Mungkin bukan ketagihan ya. Itu agak berlebihan. Gini deh: Sama seperti bisnis lain, ujung-ujungnya pasti uang. Di musim panas lalu, (perusahaan biofarmasi) Gilead dikritik habis-habisan karena menemukan obat untuk Hepatitis C dan dijual dengan harga tinggi.
Tapi profitnya gila-gilaan kan? Perawatan penuh dihargai $75 ribu (Rp1 milyar).

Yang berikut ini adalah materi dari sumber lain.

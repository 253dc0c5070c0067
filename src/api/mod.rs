pub mod analytics;
pub mod error;
pub mod health;
pub mod job;
pub mod validation;
pub mod worker;

use std::sync::Arc;

use actix_web::web;

use crate::db::Store;
use self::analytics::{handlers::analytics_config, AnalyticsService};
use self::health::health_config;
use self::job::{handlers::job_config, JobService};
use self::worker::{handlers::worker_config, WorkerService};

/// Register services, extractor configs and every route on top of `store`
pub fn api_config(store: Arc<dyn Store>) -> impl Fn(&mut web::ServiceConfig) + Clone {
    move |config: &mut web::ServiceConfig| {
        config
            .app_data(web::Data::from(store.clone()))
            .app_data(web::Data::new(JobService::new(store.clone())))
            .app_data(web::Data::new(WorkerService::new(store.clone())))
            .app_data(web::Data::new(AnalyticsService::new(store.clone())))
            .app_data(validation::json_config())
            .app_data(validation::query_config())
            .app_data(validation::path_config())
            .configure(health_config)
            .configure(job_config)
            .configure(worker_config)
            .configure(analytics_config);
    }
}

#[cfg(test)]
mod tests {
    use super::*;
    use crate::db::memory::MemoryStore;
    use actix_web::{
        App,
        http::StatusCode,
        middleware::{NormalizePath, TrailingSlash},
        test::{self, TestRequest},
    };
    use serde_json::{Value, json};

    macro_rules! init_app {
        () => {
            test::init_service(
                App::new()
                    .wrap(NormalizePath::new(TrailingSlash::Trim))
                    .configure(api_config(Arc::new(MemoryStore::new()))),
            )
            .await
        };
    }

    /// Send a request and decode the JSON body
    macro_rules! send {
        ($app:expr, $req:expr) => {{
            let resp = test::call_service(&$app, $req.to_request()).await;
            let status = resp.status();
            let body: Value = test::read_body_json(resp).await;
            (status, body)
        }};
    }

    macro_rules! create_job {
        ($app:expr, $body:expr) => {{
            let (status, job) = send!($app, TestRequest::post().uri("/jobs/").set_json($body));
            assert_eq!(status, StatusCode::CREATED, "{}", job);
            job["id"].as_i64().unwrap()
        }};
    }

    fn names(list: &Value) -> Vec<&str> {
        list.as_array()
            .unwrap()
            .iter()
            .map(|j| j["name"].as_str().unwrap())
            .collect()
    }

    #[actix_web::test]
    async fn job_worker_round_trip() {
        let app = init_app!();

        let (status, job) = send!(
            app,
            TestRequest::post()
                .uri("/jobs/")
                .set_json(json!({"name": "A", "customer": "B", "status": "Pending"}))
        );
        assert_eq!(status, StatusCode::CREATED);
        assert_eq!(job["workers"], json!([]));
        assert_eq!(job["status"], "Pending");
        assert!(job["start_date"].is_null());
        let job_id = job["id"].as_i64().unwrap();

        let (status, worker) = send!(
            app,
            TestRequest::post()
                .uri("/workers/")
                .set_json(json!({"name": "W", "role": "R", "job_id": job_id}))
        );
        assert_eq!(status, StatusCode::CREATED);
        assert_eq!(worker["job_id"], job_id);

        let (status, workers) =
            send!(app, TestRequest::get().uri(&format!("/jobs/{}/workers/", job_id)));
        assert_eq!(status, StatusCode::OK);
        assert_eq!(workers, json!([worker]));

        let (status, fetched) = send!(app, TestRequest::get().uri(&format!("/jobs/{}", job_id)));
        assert_eq!(status, StatusCode::OK);
        assert_eq!(fetched["workers"], json!([worker]));
    }

    #[actix_web::test]
    async fn create_job_rejects_bad_input() {
        let app = init_app!();

        let (status, body) = send!(
            app,
            TestRequest::post().uri("/jobs/").set_json(json!({
                "name": "A",
                "customer": "B",
                "start_date": "2024-03-02",
                "end_date": "2024-03-01"
            }))
        );
        assert_eq!(status, StatusCode::BAD_REQUEST);
        assert_eq!(body["error"], "Validation failed");

        let (status, body) = send!(
            app,
            TestRequest::post().uri("/jobs/").set_json(json!({"name": "", "customer": "B"}))
        );
        assert_eq!(status, StatusCode::BAD_REQUEST);
        assert!(body["fields"]["name"]["errors"].is_array());

        let (status, _) = send!(
            app,
            TestRequest::post()
                .uri("/jobs/")
                .set_json(json!({"name": "A", "customer": "B", "status": "Done"}))
        );
        assert_eq!(status, StatusCode::BAD_REQUEST);

        let (status, _) =
            send!(app, TestRequest::post().uri("/jobs/").set_json(json!({"customer": "B"})));
        assert_eq!(status, StatusCode::BAD_REQUEST);

        let (_, jobs) = send!(app, TestRequest::get().uri("/jobs/"));
        assert_eq!(jobs, json!([]));
    }

    #[actix_web::test]
    async fn list_jobs_filters_and_sorts() {
        let app = init_app!();
        create_job!(app, json!({"name": "Roof", "customer": "Smith", "status": "Completed", "start_date": "2024-02-01"}));
        create_job!(app, json!({"name": "Deck", "customer": "Jones", "status": "Pending", "start_date": "2024-01-01"}));
        create_job!(app, json!({"name": "Porch", "customer": "Smithers"}));

        let (status, jobs) = send!(app, TestRequest::get().uri("/jobs/?keyword=SMITH"));
        assert_eq!(status, StatusCode::OK);
        assert_eq!(names(&jobs), vec!["Roof", "Porch"]);

        let (_, jobs) = send!(app, TestRequest::get().uri("/jobs/?status=Pending"));
        assert_eq!(names(&jobs), vec!["Deck"]);

        let (_, jobs) = send!(app, TestRequest::get().uri("/jobs/?sort_by=name"));
        assert_eq!(names(&jobs), vec!["Deck", "Porch", "Roof"]);

        let (_, jobs) = send!(app, TestRequest::get().uri("/jobs/?sort_by=start_date&desc=true"));
        assert_eq!(names(&jobs), vec!["Porch", "Roof", "Deck"]);

        let (_, jobs) = send!(app, TestRequest::get().uri("/jobs/?sort_by=status"));
        assert_eq!(names(&jobs), vec!["Roof", "Deck", "Porch"]);

        let (_, jobs) = send!(app, TestRequest::get().uri("/jobs/?sort_by=status&desc=true"));
        assert_eq!(names(&jobs), vec!["Porch", "Deck", "Roof"]);

        let (_, jobs) = send!(app, TestRequest::get().uri("/jobs/?sort_by=customer"));
        assert_eq!(names(&jobs), vec!["Deck", "Roof", "Porch"]);

        let (status, jobs) = send!(app, TestRequest::get().uri("/jobs/?sort_by=customer&desc=1"));
        assert_eq!(status, StatusCode::OK);
        assert_eq!(names(&jobs), vec!["Porch", "Roof", "Deck"]);

        let (_, jobs) = send!(app, TestRequest::get().uri("/jobs/?start_after=2024-01-15"));
        assert_eq!(names(&jobs), vec!["Roof"]);

        let (_, jobs) = send!(app, TestRequest::get().uri("/jobs"));
        assert_eq!(names(&jobs), vec!["Roof", "Deck", "Porch"]);
    }

    #[actix_web::test]
    async fn list_jobs_rejects_bad_queries() {
        let app = init_app!();

        let (status, body) = send!(
            app,
            TestRequest::get().uri("/jobs/?start_after=2024-05-02&end_before=2024-05-01")
        );
        assert_eq!(status, StatusCode::BAD_REQUEST);
        assert_eq!(body["fields"]["message"], "start_after date must be before end_before date");

        for uri in [
            "/jobs/?sort_by=budget",
            "/jobs/?start_after=yesterday",
            "/jobs/?status=Unknown",
            "/jobs/?desc=maybe",
        ] {
            let (status, _) = send!(app, TestRequest::get().uri(uri));
            assert_eq!(status, StatusCode::BAD_REQUEST, "{}", uri);
        }
    }

    #[actix_web::test]
    async fn unparseable_ids_answer_json_not_found() {
        let app = init_app!();

        for req in [
            TestRequest::get().uri("/jobs/abc"),
            TestRequest::get().uri("/jobs/99999999999"),
            TestRequest::get().uri("/jobs/abc/workers"),
            TestRequest::delete().uri("/jobs/abc"),
            TestRequest::put().uri("/workers/x/assign/1"),
        ] {
            let (status, body) = send!(app, req);
            assert_eq!(status, StatusCode::NOT_FOUND);
            assert_eq!(body["error"], "Not found");
            assert!(body["fields"]["message"].is_string());
        }
    }

    #[actix_web::test]
    async fn delete_job_cascades_to_workers() {
        let app = init_app!();
        let job_id = create_job!(app, json!({"name": "Fence", "customer": "Ng"}));
        let other_id = create_job!(app, json!({"name": "Shed", "customer": "Ng"}));
        send!(
            app,
            TestRequest::post().uri("/workers/").set_json(json!({"name": "A", "role": "R", "job_id": job_id}))
        );
        send!(
            app,
            TestRequest::post().uri("/workers/").set_json(json!({"name": "B", "role": "R", "job_id": other_id}))
        );

        let req = TestRequest::delete().uri(&format!("/jobs/{}", job_id)).to_request();
        let resp = test::call_service(&app, req).await;
        assert_eq!(resp.status(), StatusCode::NO_CONTENT);

        let (_, workers) = send!(app, TestRequest::get().uri("/workers/"));
        assert_eq!(names(&workers), vec!["B"]);

        let (status, _) = send!(app, TestRequest::get().uri(&format!("/jobs/{}", job_id)));
        assert_eq!(status, StatusCode::NOT_FOUND);

        let (status, _) = send!(app, TestRequest::delete().uri(&format!("/jobs/{}", job_id)));
        assert_eq!(status, StatusCode::NOT_FOUND);

        let (status, _) = send!(app, TestRequest::get().uri(&format!("/jobs/{}/workers/", job_id)));
        assert_eq!(status, StatusCode::NOT_FOUND);
    }

    #[actix_web::test]
    async fn worker_creation_and_filters() {
        let app = init_app!();
        let job_id = create_job!(app, json!({"name": "Fence", "customer": "Ng"}));

        let (status, body) = send!(
            app,
            TestRequest::post()
                .uri("/workers/")
                .set_json(json!({"name": "A", "role": "R", "job_id": job_id + 50}))
        );
        assert_eq!(status, StatusCode::NOT_FOUND);
        assert_eq!(body["fields"]["message"], format!("Job with id {} not found", job_id + 50));

        let (status, _) = send!(
            app,
            TestRequest::post().uri("/workers/").set_json(json!({"name": "A", "role": ""}))
        );
        assert_eq!(status, StatusCode::BAD_REQUEST);

        let (status, free) = send!(
            app,
            TestRequest::post().uri("/workers/").set_json(json!({"name": "Mara", "role": "Welder"}))
        );
        assert_eq!(status, StatusCode::CREATED);
        assert!(free["job_id"].is_null());
        send!(
            app,
            TestRequest::post()
                .uri("/workers/")
                .set_json(json!({"name": "Omar", "role": "Welder", "job_id": job_id}))
        );
        send!(
            app,
            TestRequest::post()
                .uri("/workers/")
                .set_json(json!({"name": "Marco", "role": "Painter", "job_id": job_id}))
        );

        let (_, workers) = send!(app, TestRequest::get().uri("/workers/?role=weld"));
        assert_eq!(names(&workers), vec!["Mara", "Omar"]);

        let (_, workers) =
            send!(app, TestRequest::get().uri(&format!("/workers/?name=MAR&job_id={}", job_id)));
        assert_eq!(names(&workers), vec!["Omar", "Marco"]);
    }

    #[actix_web::test]
    async fn assign_worker_to_job() {
        let app = init_app!();
        let job_id = create_job!(app, json!({"name": "Fence", "customer": "Ng"}));
        let (_, worker) = send!(
            app,
            TestRequest::post().uri("/workers/").set_json(json!({"name": "A", "role": "R"}))
        );
        let worker_id = worker["id"].as_i64().unwrap();

        let (status, assigned) = send!(
            app,
            TestRequest::put().uri(&format!("/workers/{}/assign/{}", worker_id, job_id))
        );
        assert_eq!(status, StatusCode::OK);
        assert_eq!(assigned["job_id"], job_id);

        for uri in [
            format!("/workers/{}/assign/{}", worker_id + 10, job_id),
            format!("/workers/{}/assign/{}", worker_id, job_id + 10),
        ] {
            let (status, _) = send!(app, TestRequest::put().uri(&uri));
            assert_eq!(status, StatusCode::NOT_FOUND, "{}", uri);
        }
    }

    #[actix_web::test]
    async fn analytics_totals_equal_breakdowns() {
        let app = init_app!();
        let job_id = create_job!(app, json!({"name": "Fence", "customer": "Ng", "status": "In Progress"}));
        create_job!(app, json!({"name": "Shed", "customer": "Ng"}));
        send!(
            app,
            TestRequest::post()
                .uri("/workers/")
                .set_json(json!({"name": "A", "role": "Welder", "job_id": job_id}))
        );
        send!(
            app,
            TestRequest::post().uri("/workers/").set_json(json!({"name": "B", "role": "Welder"}))
        );

        let (status, analytics) = send!(app, TestRequest::get().uri("/analytics/"));
        assert_eq!(status, StatusCode::OK);
        assert_eq!(
            analytics,
            json!({
                "total_jobs": 2,
                "jobs_by_status": {"In Progress": 1, "Unspecified": 1},
                "total_workers": 2,
                "workers_by_role": {"Welder": 2},
            })
        );
    }

    #[actix_web::test]
    async fn health_endpoints_answer() {
        let app = init_app!();

        let (status, body) = send!(app, TestRequest::get().uri("/"));
        assert_eq!(status, StatusCode::OK);
        assert_eq!(body["message"], "API is running");

        let (status, body) = send!(app, TestRequest::get().uri("/health"));
        assert_eq!(status, StatusCode::OK);
        assert_eq!(body["status"], "healthy");

        let (status, _) = send!(app, TestRequest::get().uri("/live"));
        assert_eq!(status, StatusCode::OK);
    }
}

Emang harganya sangat mahal. Tapi ini obat yang dijamin bisa menyembuhkan Hepatitis C, jadi wajar mereka mencari profit dari situ.
Tetep saja mahal lho itu.
Saya pernah mendengar seseorang dari kelompok kesehatan masyarakat yang mengatakan bahwa apabila anda mengidap Hepatitis C, anda harus mencoba berbagai macam pengobatan alternatif untuk bertahan hidup. Biarpun harga yang dipasang Gilead mahal, tetap saja itu lebih murah dibanding biaya perawatan seseorang selama bertahun-tahun, tanpa kepastian sembuh pula. Lagipula Hepatitis C itu penyakit menular. Anda bisa saja tertular dari orang lain. Karena obat ini, jumlah pengidap akan berkurang, yang berarti resiko tertular penyakit ini juga akan berkurang di masa mendatang. Melihat ide dasarnya, biarpun harga jualnya sementara ini sangat mahal, obat itu tetap berdampak baik terhadap masyarakat.